There are some laugh out loud moments in the opening act. The way that Grace steamrolls through the dinner discussion of theodicy shows off how breezy and strong-headed she can be: how she smiles at her husband and asks, “Explain to him why there is suffering in the world” elicited some giggles from the crowd. Nighy’s visceral discomfort in the opening scenes at home are a source of humor in themselves. When Grace gushes at her romantically unpaired son Jamie, “I can’t bear that you’re unhappy,” and he balks, she adds, “We’re happy,” a comment which her husband swallows. These moments are clever early bits of comedy that transform as the story progresses and it becomes clear that our initial impression of this nearly 30 year old marriage is not one of quirk and opposites attracting, but rather one of dysfunction and denial.

The conversations early in the house feel like a stage play with stilted, tidy language and convenient turn-taking. Grace demands, “Say something real.” Edward sputters in the act of setting the breakfast things for the morning after hours in advance, then he momentarily recovers by turning the tables on his wife by accusing it of being her “problem,” which leads Grace to lash out violently, surprisingly. This moment, in retrospect, is a blunder by Edward, a step on his way to being more honest with himself and Grace about the reason why they cannot resolve their differences.

Napoleon’s march becomes a central motif of the story, especially the end of his historical lecture to his class of high school students, “They thought this an ‘accident.’ No one looked back.”

Grace’s sense of moral outrage at the death of her marriage, her stubborn intransigence and spirited resistance to divorce serves as the wind that keeps this story sailing. “Your father committed murder, even if there’s no blood,” Grace insists to Jamie. Puzzled by her son’s unwillingness to choose sides in the divorce, she asks, “If you saw a man beating his wife, would you walk on by and say ‘It’s not for you to judge?'” At times, Grace seems to play the cool, reasonable wife, dealing with an uncooperative, uncommunicative husband, who is escaping the commitment to his marriage, as when she calmly insists for her husband’s new phone number rather than using their son as a go-between, “I’m not a lunatic or a criminal. I simply wish to speak to my husband.” Yet in the same breath, she seems to imply her son’s non-judgement is a kind of culpability in a moral wrong, “Have you tried” talking him out of it? she asks Jamie, as if it falls on him to convince his father to see reason. Grace’s pendulous moods do the emotional work for a frustratingly inscrutable husband, in a similar way to Ralph Fiennes’s character in A Bigger Splash, a few years back....

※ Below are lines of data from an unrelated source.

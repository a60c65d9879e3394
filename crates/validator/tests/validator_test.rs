//! End-to-end validation of Rust records.

use std::collections::HashMap;

use pretty_assertions::assert_eq;
use rstest::rstest;
use strata_validator::prelude::*;
use strata_validator::record;

fn rendered(errors: &ValidationErrors) -> Vec<String> {
    errors.iter().map(ToString::to_string).collect()
}

// ============================================================================
// RECORDS
// ============================================================================

struct User {
    name: String,
    age: u32,
}

record!(User {
    name as "Name",
    age as "Age",
});

struct Order {
    items: Vec<Item>,
}

struct Item {
    qty: i64,
}

record!(Order { items as "Items" });
record!(Item { qty as "Qty" });

struct Account {
    premium: bool,
    premium_until: String,
}

record!(Account {
    premium as "Premium",
    premium_until as "PremiumUntil",
});

struct Profile {
    email: String,
    nickname: Option<String>,
}

record!(Profile {
    email as "Email" => "required,emial",
    nickname as "Nickname" => "length:3:12",
});

struct Address {
    city: String,
}

struct Customer {
    billing: Address,
    contacts: HashMap<String, Address>,
}

record!(Address { city as "City" });
record!(Customer {
    billing as "BillingAddr",
    contacts as "Contacts",
});

// ============================================================================
// CORE SCENARIOS
// ============================================================================

#[test]
fn errors_follow_field_declaration_order() {
    let validator = Validator::new()
        .rule("Age", range(18.0, 100.0))
        .rule("Name", required());

    let errors = validator.validate_all(&User {
        name: String::new(),
        age: 15,
    });

    assert_eq!(
        rendered(&errors),
        [
            "Name: value is required",
            "Age: value must be greater than or equal to 18",
        ]
    );
}

#[test]
fn wildcard_rule_reports_concrete_index() {
    let validator = Validator::new().rule("Items[].Qty", min(0.0));

    let errors = validator.validate_all(&Order {
        items: vec![Item { qty: -1 }],
    });

    assert_eq!(errors.len(), 1);
    assert_eq!(errors.errors()[0].field(), "Items[0].Qty");
    assert_eq!(
        errors.to_string(),
        "Items[0].Qty: value must be greater than or equal to 0"
    );
}

#[rstest]
#[case::premium_off(false, "", 0)]
#[case::premium_on_empty(true, "", 1)]
#[case::premium_on_set(true, "2030-01-01", 0)]
fn conditional_rule_follows_sibling_flag(
    #[case] premium: bool,
    #[case] until: &str,
    #[case] expected: usize,
) {
    let validator = Validator::new().rule("PremiumUntil", if_field("Premium", required()));

    let errors = validator.validate_all(&Account {
        premium,
        premium_until: until.to_string(),
    });

    assert_eq!(errors.len(), expected);
    assert!(errors.iter().all(|e| e.field() == "PremiumUntil"));
}

#[test]
fn unknown_annotation_rule_is_a_configuration_error() {
    let validator = Validator::new();

    let errors = validator.validate_all(&Profile {
        email: "ana@example.com".to_string(),
        nickname: None,
    });

    assert_eq!(errors.len(), 1);
    let error = &errors.errors()[0];
    assert_eq!(error.field(), "Email");
    assert_eq!(error.kind(), ErrorKind::Configuration);
    assert_eq!(error.message(), "rule `emial` is not registered");
}

// ============================================================================
// AGGREGATION
// ============================================================================

#[test]
fn record_without_rules_is_valid() {
    let validator = Validator::from_registry(Registry::new());
    let order = Order {
        items: vec![Item { qty: -5 }, Item { qty: 0 }],
    };
    assert!(validator.validate(&order).is_ok());
}

#[test]
fn failing_rules_keep_registration_order() {
    let validator = Validator::new()
        .rule("Name", required())
        .rule("Name", min_length(3))
        .rule("Name", max_length(10))
        .rule("Name", with_message(required(), "name missing"));

    let errors = validator.validate_all(&User {
        name: String::new(),
        age: 30,
    });

    assert_eq!(
        rendered(&errors),
        [
            "Name: value is required",
            "Name: length must be at least 3",
            "Name: name missing",
        ]
    );
}

#[test]
fn path_index_is_stable() {
    let validator = Validator::new().rule("Items[].Qty", positive());

    for tail in 0..4 {
        let mut items = vec![Item { qty: 1 }, Item { qty: 0 }];
        items.extend((0..tail).map(|_| Item { qty: 2 }));

        let errors = validator.validate_all(&Order { items });
        assert_eq!(rendered(&errors), ["Items[1].Qty: value must be positive"]);
    }
}

#[test]
fn concrete_and_pattern_rules_both_apply() {
    let validator = Validator::new()
        .rule("Items[0].Qty", max(10.0))
        .rule("Items[].Qty", min(0.0));

    let errors = validator.validate_all(&Order {
        items: vec![Item { qty: 20 }, Item { qty: -1 }],
    });

    assert_eq!(
        rendered(&errors),
        [
            "Items[0].Qty: value must be less than or equal to 10",
            "Items[1].Qty: value must be greater than or equal to 0",
        ]
    );
}

#[test]
fn wildcards_can_be_disabled() {
    let validator = Validator::new()
        .with_config(ValidatorConfig::default().with_wildcard_paths(false))
        .rule("Items[].Qty", min(0.0));

    let errors = validator.validate_all(&Order {
        items: vec![Item { qty: -1 }],
    });
    assert!(errors.is_empty());
}

#[test]
fn sequence_elements_are_dispatched() {
    let validator = Validator::new().rule("Items[]", custom(|_| Err(RuleError::invalid("nope"))));

    let errors = validator.validate_all(&Order {
        items: vec![Item { qty: 1 }, Item { qty: 2 }],
    });

    assert_eq!(rendered(&errors), ["Items[0]: nope", "Items[1]: nope"]);
}

#[test]
fn each_reports_first_failing_element() {
    let validator = Validator::new().rule("Items", each(custom(|v| match v {
        Value::Record(r) if r.field("Qty") == Some(Value::Int(0)) => {
            Err(RuleError::invalid("empty line"))
        }
        _ => Ok(()),
    })));

    let errors = validator.validate_all(&Order {
        items: vec![Item { qty: 3 }, Item { qty: 0 }, Item { qty: 0 }],
    });

    assert_eq!(rendered(&errors), ["Items: item at index 1: empty line"]);
}

// ============================================================================
// NESTING
// ============================================================================

#[test]
fn nested_records_and_map_entries() {
    let validator = Validator::new()
        .rule("BillingAddr.City", required())
        .rule("Contacts[].City", required());

    let customer = Customer {
        billing: Address {
            city: String::new(),
        },
        contacts: HashMap::from([
            (
                "work".to_string(),
                Address {
                    city: String::new(),
                },
            ),
            (
                "home".to_string(),
                Address {
                    city: "Lisbon".to_string(),
                },
            ),
        ]),
    };

    let errors = validator.validate_all(&customer);
    assert_eq!(
        rendered(&errors),
        [
            "BillingAddr.City: value is required",
            "Contacts[work].City: value is required",
        ]
    );
}

// ============================================================================
// ANNOTATIONS
// ============================================================================

struct Signup {
    username: String,
    age: i32,
    role: String,
    tags: Vec<String>,
}

record!(Signup {
    username as "Username" => "required,length:3:16,pattern=^[a-z0-9_]+$",
    age as "Age" => "min=13",
    role as "Role" => "one_of:admin:member",
    tags as "Tags" => "unique",
});

#[test]
fn annotations_resolve_builtins_with_arguments() {
    let validator = Validator::new();

    let ok = Signup {
        username: "ana_b".to_string(),
        age: 30,
        role: "member".to_string(),
        tags: vec!["a".to_string(), "b".to_string()],
    };
    assert!(validator.validate(&ok).is_ok());

    let bad = Signup {
        username: "A".to_string(),
        age: 9,
        role: "owner".to_string(),
        tags: vec!["x".to_string(), "x".to_string()],
    };
    assert_eq!(
        rendered(&validator.validate_all(&bad)),
        [
            "Username: length must be at least 3",
            "Username: value does not match pattern ^[a-z0-9_]+$",
            "Age: value must be greater than or equal to 13",
            "Role: value must be one of: [admin member]",
            "Tags: duplicate value found: x",
        ]
    );
}

#[test]
fn annotations_can_be_disabled() {
    let validator =
        Validator::new().with_config(ValidatorConfig::default().with_annotations(false));

    let errors = validator.validate_all(&Profile {
        email: String::new(),
        nickname: Some("x".to_string()),
    });
    assert!(errors.is_empty());
}

#[test]
fn absent_optional_passes_format_rules() {
    let mut registry = Registry::with_builtins();
    registry.register_named("emial", custom(|_| Ok(())));
    let validator = Validator::from_registry(registry);

    let errors = validator.validate_all(&Profile {
        email: "ana@example.com".to_string(),
        nickname: None,
    });
    assert!(errors.is_empty());

    let errors = validator.validate_all(&Profile {
        email: "ana@example.com".to_string(),
        nickname: Some("ab".to_string()),
    });
    assert_eq!(rendered(&errors), ["Nickname: length must be at least 3"]);
}

#[test]
fn custom_annotation_rule_is_registered_by_name() {
    let mut validator = Validator::new();
    validator.register_named("emial", custom(|v| match v.as_str() {
        Some(s) if s.contains('@') => Ok(()),
        _ => Err(RuleError::invalid("value must be an email")),
    }));

    let errors = validator.validate_all(&Profile {
        email: "nope".to_string(),
        nickname: None,
    });
    assert_eq!(rendered(&errors), ["Email: value must be an email"]);
    assert!(!errors.has_configuration_errors());
}

// ============================================================================
// ROOT INPUT
// ============================================================================

#[rstest]
#[case::absent(None, "input: input must not be absent")]
#[case::scalar(Some(7), "input: input must be a record, got integer")]
fn non_record_roots_are_configuration_errors(#[case] input: Option<i64>, #[case] expected: &str) {
    let errors = Validator::new().validate_all(&input);
    assert_eq!(errors.to_string(), expected);
    assert!(errors.has_configuration_errors());
}

#[test]
fn errors_serialize_in_report_order() {
    let validator = Validator::new()
        .rule("Name", required())
        .rule("Age", range(18.0, 100.0));

    let errors = validator
        .validate(&User {
            name: String::new(),
            age: 15,
        })
        .unwrap_err();

    insta::assert_json_snapshot!(errors, @r#"
    [
      {
        "field": "Name",
        "message": "value is required",
        "kind": "validation"
      },
      {
        "field": "Age",
        "message": "value must be greater than or equal to 18",
        "kind": "validation"
      }
    ]
    "#);
}

// ============================================================================
// BUILT-IN NAMES AND FIELD PATHS
// ============================================================================

struct Listing {
    max: i64,
    min: i64,
    length: String,
    json: String,
    unique: String,
    positive: i32,
    pattern: String,
    one_of: String,
    range: i64,
    required: Option<String>,
    limit: i64,
}

record!(Listing {
    max,
    min,
    length,
    json,
    unique,
    positive,
    pattern,
    one_of,
    range,
    required,
    limit as "Limit" => "max=10",
});

fn listing(limit: i64) -> Listing {
    Listing {
        max: 10,
        min: -4,
        length: String::new(),
        json: "not json".to_string(),
        unique: "x".to_string(),
        positive: -1,
        pattern: "(".to_string(),
        one_of: String::new(),
        range: 0,
        required: None,
        limit,
    }
}

#[test]
fn fields_named_after_builtins_are_not_bound() {
    let validator = Validator::new();

    assert!(validator.validate(&listing(3)).is_ok());
    assert_eq!(
        rendered(&validator.validate_all(&listing(20))),
        ["Limit: value must be less than or equal to 10"]
    );
}

#[test]
fn named_rules_only_resolve_from_annotations() {
    let validator = Validator::new()
        .named_rule("emial", custom(|_| Err(RuleError::invalid("bad email"))))
        .rule("Email", min_length(3));

    let errors = validator.validate_all(&Profile {
        email: "ab".to_string(),
        nickname: None,
    });
    assert_eq!(
        rendered(&errors),
        ["Email: length must be at least 3", "Email: bad email"]
    );
    assert!(validator.registry().lookup("emial").is_empty());
}

// ============================================================================
// EMPTY COLLECTIONS
// ============================================================================

#[test]
fn empty_sequence_is_visited_without_elements() {
    let validator = Validator::new()
        .rule("Items", required())
        .rule("Items[]", custom(|_| Err(RuleError::invalid("element visited"))))
        .rule("Items[].Qty", required());

    let errors = validator.validate_all(&Order { items: vec![] });
    assert_eq!(rendered(&errors), ["Items: value is required"]);
}

#[test]
fn empty_map_is_visited_without_entries() {
    let validator = Validator::new()
        .rule("Contacts", required())
        .rule("Contacts[]", custom(|_| Err(RuleError::invalid("entry visited"))))
        .rule("Contacts[].City", required());

    let errors = validator.validate_all(&Customer {
        billing: Address {
            city: "Porto".to_string(),
        },
        contacts: HashMap::new(),
    });
    assert_eq!(rendered(&errors), ["Contacts: value is required"]);
    assert!(errors.iter().all(|e| !e.field().to_string().contains('[')));
}

#[test]
fn map_rules_check_keys_and_values() {
    let customer = Customer {
        billing: Address {
            city: "Porto".to_string(),
        },
        contacts: HashMap::from([
            ("home".to_string(), Address { city: "Lisbon".to_string() }),
            ("w".to_string(), Address { city: "Faro".to_string() }),
        ]),
    };

    let validator = Validator::new()
        .rule("Contacts", keys(min_length(2)))
        .rule("Contacts", map_of(one_of(["home", "work"]), required()));

    assert_eq!(
        rendered(&validator.validate_all(&customer)),
        [
            "Contacts: map key w failed validation: length must be at least 2",
            "Contacts: invalid map key: value must be one of: [home work]",
        ]
    );
}
//! Validator configuration
//!
//! [`ValidatorConfig`] is a plain serde-friendly struct. Every field has a
//! default, so partial JSON documents are accepted:
//!
//! ```rust,ignore
//! let config: ValidatorConfig = serde_json::from_str(r#"{ "context_scope": "root" }"#)?;
//! assert!(config.wildcard_paths);
//! ```

use serde::{Deserialize, Serialize};

/// Which record conditional and cross-field rules see as "the" record.
///
/// Both the nearest enclosing record and the document root stay reachable
/// through [`RuleContext::parent`](crate::foundation::RuleContext::parent) and
/// [`RuleContext::root`](crate::foundation::RuleContext::root); the scope only
/// decides what [`RuleContext::record`](crate::foundation::RuleContext::record)
/// returns.
#[derive(Debug, Clone, Copy, PartialEq, Eq, Hash, Default, Serialize, Deserialize)]
#[serde(rename_all = "snake_case")]
pub enum ContextScope {
    /// The record that directly holds the field (default).
    #[default]
    Parent,
    /// The top-level record passed to the validator.
    Root,
}

/// Main configuration for a [`Validator`](crate::Validator).
#[derive(Debug, Clone, PartialEq, Eq, Serialize, Deserialize)]
#[serde(default, deny_unknown_fields)]
pub struct ValidatorConfig {
    /// Record exposed to conditional rules.
    pub context_scope: ContextScope,
    /// Also apply rules registered under the index-free pattern of a path
    /// (`Items[].Qty` for `Items[3].Qty`).
    pub wildcard_paths: bool,
    /// Honour per-field rule annotations.
    pub annotations: bool,
    /// Maximum record nesting depth before the walk reports a
    /// configuration error instead of descending.
    pub max_depth: usize,
}

impl Default for ValidatorConfig {
    fn default() -> Self {
        Self {
            context_scope: ContextScope::Parent,
            wildcard_paths: true,
            annotations: true,
            max_depth: Self::DEFAULT_MAX_DEPTH,
        }
    }
}

impl ValidatorConfig {
    pub const DEFAULT_MAX_DEPTH: usize = 64;

    #[must_use]
    pub fn new() -> Self {
        Self::default()
    }

    /// Parses a configuration from JSON.
    pub fn from_json(json: &str) -> Result<Self, serde_json::Error> {
        serde_json::from_str(json)
    }

    #[must_use = "builder methods must be chained or built"]
    pub fn with_context_scope(mut self, scope: ContextScope) -> Self {
        self.context_scope = scope;
        self
    }

    #[must_use = "builder methods must be chained or built"]
    pub fn with_wildcard_paths(mut self, enabled: bool) -> Self {
        self.wildcard_paths = enabled;
        self
    }

    #[must_use = "builder methods must be chained or built"]
    pub fn with_annotations(mut self, enabled: bool) -> Self {
        self.annotations = enabled;
        self
    }

    #[must_use = "builder methods must be chained or built"]
    pub fn with_max_depth(mut self, depth: usize) -> Self {
        self.max_depth = depth;
        self
    }
}

#[cfg(test)]
mod tests {
    use super::*;
    use pretty_assertions::assert_eq;

    #[test]
    fn test_defaults() {
        let config = ValidatorConfig::default();
        assert_eq!(config.context_scope, ContextScope::Parent);
        assert!(config.wildcard_paths);
        assert!(config.annotations);
        assert_eq!(config.max_depth, 64);
    }

    #[test]
    fn test_partial_json() {
        let config = ValidatorConfig::from_json(r#"{ "context_scope": "root", "max_depth": 3 }"#)
            .expect("valid config");
        assert_eq!(
            config,
            ValidatorConfig::new()
                .with_context_scope(ContextScope::Root)
                .with_max_depth(3)
        );
    }

    #[test]
    fn test_unknown_keys_rejected() {
        assert!(ValidatorConfig::from_json(r#"{ "strict": true }"#).is_err());
    }

    #[test]
    fn test_round_trip_through_json() {
        let config = ValidatorConfig::new().with_wildcard_paths(false);
        let json = serde_json::to_string(&config).expect("serializable");
        assert_eq!(ValidatorConfig::from_json(&json).expect("parsable"), config);
    }
}
//! The rule contract
//!
//! A [`Rule`] is the atomic unit of validation logic. Rules are plain,
//! immutable values: they may carry their own configuration (bounds,
//! patterns, wrapped rules) but never state tied to a validation pass.
//!
//! Rules that need the enclosing record override
//! [`validate_in`](Rule::validate_in) and read it from the [`RuleContext`].
//! Because the context arrives as an argument, the same rule instance can be
//! shared between identifiers, records and threads.

use crate::foundation::context::RuleContext;
use crate::foundation::error::RuleResult;
use crate::foundation::value::{Record, Value};
use std::borrow::Cow;
use std::sync::Arc;

// ============================================================================
// CORE RULE TRAIT
// ============================================================================

/// A named, reusable validation predicate over a single value.
///
/// # Examples
///
/// ```rust,ignore
/// use strata_validator::foundation::{Rule, RuleError, RuleResult, Value};
///
/// struct NotBlank;
///
/// impl Rule for NotBlank {
///     fn validate(&self, value: &Value<'_>) -> RuleResult {
///         match value.as_str() {
///             Some(s) if !s.trim().is_empty() => Ok(()),
///             Some(_) => Err(RuleError::invalid("value must not be blank")),
///             None => Err(RuleError::invalid("value must be a string")),
///         }
///     }
/// }
/// ```
pub trait Rule: Send + Sync {
    /// Validates a value without any surrounding context.
    fn validate(&self, value: &Value<'_>) -> RuleResult;

    /// Validates a value with access to its enclosing records and
    /// annotation arguments.
    ///
    /// The engine always calls this method. The default ignores the context.
    fn validate_in(&self, value: &Value<'_>, ctx: &RuleContext<'_>) -> RuleResult {
        let _ = ctx;
        self.validate(value)
    }

    /// Diagnostic name, used in logs.
    fn name(&self) -> &'static str {
        std::any::type_name::<Self>()
    }
}

impl<R: Rule + ?Sized> Rule for &R {
    fn validate(&self, value: &Value<'_>) -> RuleResult {
        (**self).validate(value)
    }

    fn validate_in(&self, value: &Value<'_>, ctx: &RuleContext<'_>) -> RuleResult {
        (**self).validate_in(value, ctx)
    }

    fn name(&self) -> &'static str {
        (**self).name()
    }
}

impl<R: Rule + ?Sized> Rule for Box<R> {
    fn validate(&self, value: &Value<'_>) -> RuleResult {
        (**self).validate(value)
    }

    fn validate_in(&self, value: &Value<'_>, ctx: &RuleContext<'_>) -> RuleResult {
        (**self).validate_in(value, ctx)
    }

    fn name(&self) -> &'static str {
        (**self).name()
    }
}

impl<R: Rule + ?Sized> Rule for Arc<R> {
    fn validate(&self, value: &Value<'_>) -> RuleResult {
        (**self).validate(value)
    }

    fn validate_in(&self, value: &Value<'_>, ctx: &RuleContext<'_>) -> RuleResult {
        (**self).validate_in(value, ctx)
    }

    fn name(&self) -> &'static str {
        (**self).name()
    }
}

/// Shared, type-erased rule as stored by the registry.
pub type SharedRule = Arc<dyn Rule>;

// ============================================================================
// RULE EXTENSION TRAIT
// ============================================================================

/// Fluent combinator methods, implemented for every [`Rule`].
///
/// # Examples
///
/// ```rust,ignore
/// use strata_validator::prelude::*;
///
/// let rule = length(2, 20).each().with_message("every tag needs 2-20 chars");
/// let premium_only = required().if_field("Premium");
/// ```
pub trait RuleExt: Rule + Sized + 'static {
    /// Replaces the failure message of this rule.
    fn with_message(self, message: impl Into<Cow<'static, str>>) -> WithMessage<Self> {
        WithMessage::new(self, message)
    }

    /// Applies this rule to every element of a sequence.
    fn each(self) -> Each<Self> {
        Each::new(self)
    }

    /// Runs this rule only when `condition` holds for the enclosing record.
    fn when<C>(self, condition: C) -> When
    where
        C: Fn(&dyn Record) -> bool + Send + Sync + 'static,
    {
        When::new(Predicate::func(condition), self)
    }

    /// Runs this rule only when the boolean sibling `field` is `true`.
    fn if_field(self, field: impl Into<String>) -> When {
        When::new(Predicate::field(field), self)
    }

    /// Runs this rule only when the boolean sibling `field` is `false`.
    fn unless_field(self, field: impl Into<String>) -> When {
        When::new(Predicate::not_field(field), self)
    }

    /// Erases the concrete type.
    fn shared(self) -> SharedRule {
        Arc::new(self)
    }
}

impl<R: Rule + 'static> RuleExt for R {}

pub use crate::combinators::each::Each;
pub use crate::combinators::message::WithMessage;
pub use crate::combinators::when::{Predicate, When};

// ============================================================================
// TESTS
// ============================================================================
//! MESSAGE combinator - custom error messages

use std::borrow::Cow;

use crate::foundation::{Rule, RuleContext, RuleError, RuleResult, Value};

// ============================================================================
// WITH MESSAGE COMBINATOR
// ============================================================================

/// Replaces the failure message of a rule.
///
/// Configuration errors from the inner rule are passed through untouched;
/// only data failures are relabelled.
///
/// # Examples
///
/// ```rust,ignore
/// use strata_validator::prelude::*;
///
/// let rule = length(8, 64).with_message("password must be 8-64 characters");
/// ```
#[derive(Debug, Clone)]
pub struct WithMessage<R> {
    inner: R,
    message: Cow<'static, str>,
}

impl<R> WithMessage<R> {
    pub fn new(inner: R, message: impl Into<Cow<'static, str>>) -> Self {
        Self {
            inner,
            message: message.into(),
        }
    }

    /// Returns a reference to the inner rule.
    pub fn inner(&self) -> &R {
        &self.inner
    }

    /// Returns the custom message.
    pub fn message(&self) -> &str {
        &self.message
    }

    /// Extracts the inner rule.
    pub fn into_inner(self) -> R {
        self.inner
    }

    fn relabel(&self, result: RuleResult) -> RuleResult {
        result.map_err(|error| match error {
            RuleError::Invalid(_) => RuleError::Invalid(self.message.clone()),
            config @ RuleError::Config(_) => config,
        })
    }
}

impl<R: Rule> Rule for WithMessage<R> {
    fn validate(&self, value: &Value<'_>) -> RuleResult {
        self.relabel(self.inner.validate(value))
    }

    fn validate_in(&self, value: &Value<'_>, ctx: &RuleContext<'_>) -> RuleResult {
        self.relabel(self.inner.validate_in(value, ctx))
    }

    fn name(&self) -> &'static str {
        self.inner.name()
    }
}

/// Creates a [`WithMessage`] combinator.
pub fn with_message<R>(rule: R, message: impl Into<Cow<'static, str>>) -> WithMessage<R> {
    WithMessage::new(rule, message)
}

The ending elevates this movie to the next level, but in some ways, it feels like a pretty conventional teen romance movie with slightly older actors. I wish there had been fewer scenes with the adult son hogging the emotional space, because it feels like he was brought in to hold some of the weight as a surrogate for the millennial audience, when really all we want is to see two old, confused people grope around in the darkness of their middle age for some stability when the rug gets pulled out from under them.